We can quickly do several things. President Biden made Ukrainians living in America eligible for temporary protected status. This will protect them from being deported and give them the opportunity to find employment. The temporary protected status is available only to individuals who have arrived in the United States prior to March 1. It lasts 18 months, but could be extended. His special student aid could also be granted to protect Ukrainian students living in America. This would allow them to stay longer. Further, he should grant parole status to newly arriving Ukrainian refugees, allowing them to remain in the United States….
The United States should not only accept Ukrainian refugees but also offer refuge to Russians fleeing Mr.
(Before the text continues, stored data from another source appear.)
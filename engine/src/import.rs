//! Import/export adapter between CSV rows and book records.
//!
//! Import happens in two steps. [`parse_csv`] reads the file into
//! [`RawRow`]s, keeping track of which fields were actually present.
//! [`import_rows`] then validates those rows and turns them into records
//! with sequential ids. Export drops the bookkeeping fields and writes the
//! five columns in canonical order.

use crate::{error::Result, record::parse_year, Book, Error, Field, RecordId, Year};
use serde::{Deserialize, Serialize};
use std::io::{Read, Write};

/// Default file name offered for downloads.
pub const DEFAULT_EXPORT_FILENAME: &str = "edited_books.csv";

/// One data row of an imported file, before normalization.
///
/// A field is `None` when the row had no cell for it (a short row), and
/// `Some("")` when the cell was present but empty.
#[derive(Debug, Clone, Default, PartialEq, Eq)]
pub struct RawRow {
    pub title: Option<String>,
    pub author: Option<String>,
    pub genre: Option<String>,
    pub published_year: Option<String>,
    pub isbn: Option<String>,
}

impl RawRow {
    /// Builder used by tests and callers that already hold cell values.
    pub fn with(mut self, field: Field, value: impl Into<String>) -> Self {
        *self.slot(field) = Some(value.into());
        self
    }

    /// Build a row with all five cells present.
    pub fn complete(title: &str, author: &str, genre: &str, year: &str, isbn: &str) -> Self {
        RawRow::default()
            .with(Field::Title, title)
            .with(Field::Author, author)
            .with(Field::Genre, genre)
            .with(Field::PublishedYear, year)
            .with(Field::Isbn, isbn)
    }

    /// The raw cell for `field`, if the row had one.
    pub fn get(&self, field: Field) -> Option<&str> {
        match field {
            Field::Title => self.title.as_deref(),
            Field::Author => self.author.as_deref(),
            Field::Genre => self.genre.as_deref(),
            Field::PublishedYear => self.published_year.as_deref(),
            Field::Isbn => self.isbn.as_deref(),
        }
    }

    fn slot(&mut self, field: Field) -> &mut Option<String> {
        match field {
            Field::Title => &mut self.title,
            Field::Author => &mut self.author,
            Field::Genre => &mut self.genre,
            Field::PublishedYear => &mut self.published_year,
            Field::Isbn => &mut self.isbn,
        }
    }

    /// Normalize into a record: trim text, coerce the year (0 on failure).
    pub fn into_book(self, id: RecordId) -> Book {
        let year = self
            .published_year
            .as_deref()
            .and_then(parse_year)
            .unwrap_or(0);
        Book::new(
            id,
            self.title.as_deref().unwrap_or_default(),
            self.author.as_deref().unwrap_or_default(),
            self.genre.as_deref().unwrap_or_default(),
            year,
            self.isbn.as_deref().unwrap_or_default(),
        )
    }
}

/// A record as written to the output file.
#[derive(Debug, Clone, PartialEq, Eq, Serialize, Deserialize)]
pub struct ExportRow {
    #[serde(rename = "Title")]
    pub title: String,
    #[serde(rename = "Author")]
    pub author: String,
    #[serde(rename = "Genre")]
    pub genre: String,
    #[serde(rename = "PublishedYear")]
    pub published_year: Year,
    #[serde(rename = "ISBN")]
    pub isbn: String,
}

impl From<&Book> for ExportRow {
    fn from(book: &Book) -> Self {
        Self {
            title: book.title.clone(),
            author: book.author.clone(),
            genre: book.genre.clone(),
            published_year: book.published_year,
            isbn: book.isbn.clone(),
        }
    }
}

/// Read CSV text into raw rows.
///
/// The header must name all five columns exactly; other columns are
/// ignored. Blank lines are skipped and short rows are kept with their
/// missing cells set to `None`.
pub fn parse_csv<R: Read>(reader: R) -> Result<Vec<RawRow>> {
    let mut reader = csv::ReaderBuilder::new()
        .has_headers(true)
        .flexible(true)
        .from_reader(reader);

    let headers = reader.headers()?.clone();
    if headers.is_empty() {
        return Err(Error::EmptyDataset);
    }

    let mut columns = Vec::with_capacity(Field::ALL.len());
    for field in Field::ALL {
        let position = headers
            .iter()
            .position(|h| h == field.column())
            .ok_or_else(|| Error::MissingColumn(field.column().to_string()))?;
        columns.push((field, position));
    }

    let mut rows = Vec::new();
    for record in reader.records() {
        let record = record?;
        let mut row = RawRow::default();
        for &(field, position) in &columns {
            *row.slot(field) = record.get(position).map(str::to_string);
        }
        rows.push(row);
    }

    Ok(rows)
}

/// Check that there is at least one row and every row has all five cells.
pub fn validate_rows(rows: &[RawRow]) -> Result<()> {
    if rows.is_empty() {
        return Err(Error::EmptyDataset);
    }

    for (pos, row) in rows.iter().enumerate() {
        if let Some(field) = Field::ALL.into_iter().find(|f| row.get(*f).is_none()) {
            return Err(Error::MissingRequiredField {
                row: pos + 1,
                field,
            });
        }
    }

    Ok(())
}

/// Validate raw rows and convert them to records with ids `1..=n`.
pub fn import_rows(rows: Vec<RawRow>) -> Result<Vec<Book>> {
    validate_rows(&rows)?;

    Ok(rows
        .into_iter()
        .zip(1..)
        .map(|(row, id)| row.into_book(id))
        .collect())
}

/// Parse and import in one step.
pub fn import_csv<R: Read>(reader: R) -> Result<Vec<Book>> {
    import_rows(parse_csv(reader)?)
}

/// Strip the bookkeeping fields from every record.
pub fn export_rows(records: &[Book]) -> Vec<ExportRow> {
    records.iter().map(ExportRow::from).collect()
}

/// Write rows as CSV: header first (always), CRLF line endings, fields
/// quoted only when needed.
pub fn write_csv<W: Write>(rows: &[ExportRow], writer: W) -> Result<()> {
    let mut writer = csv::WriterBuilder::new()
        .has_headers(false)
        .terminator(csv::Terminator::CRLF)
        .from_writer(writer);

    writer.write_record(Field::ALL.iter().map(|f| f.column()))?;
    for row in rows {
        writer.serialize(row)?;
    }
    writer.flush().map_err(|e| Error::Io(e.to_string()))?;

    Ok(())
}

/// Render rows as a CSV string.
pub fn to_csv_string(rows: &[ExportRow]) -> Result<String> {
    let mut buf = Vec::new();
    write_csv(rows, &mut buf)?;
    String::from_utf8(buf).map_err(|e| Error::Io(e.to_string()))
}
Putin’s dictatorial regime. As the science writer and aerospace engineer Robert Zubrin explains, Russian emigration can help drain Mr. Putin’s “brains” by depriving his war machine of some of the scientific and technical expertise it relies on…
A greater Russian emigration into the West would represent a moral victory for America and the other liberal democracies. During the Cold War, America welcomed refugees from the U.S.S.R., Cuba and other Communist nations in part for this very reason…. An open door to Russian immigrants would also be a powerful signal that we do not regard the people of Russia as our enemies — undercutting a pillar of Mr. Putin’s domestic propaganda…..
In the second section of this article, we address various objections. The latter objection has some validity, but the right way to address it is by leveling up, not leveling down: liberalize policies towards other migrants, not bar Russians and Ukrainians.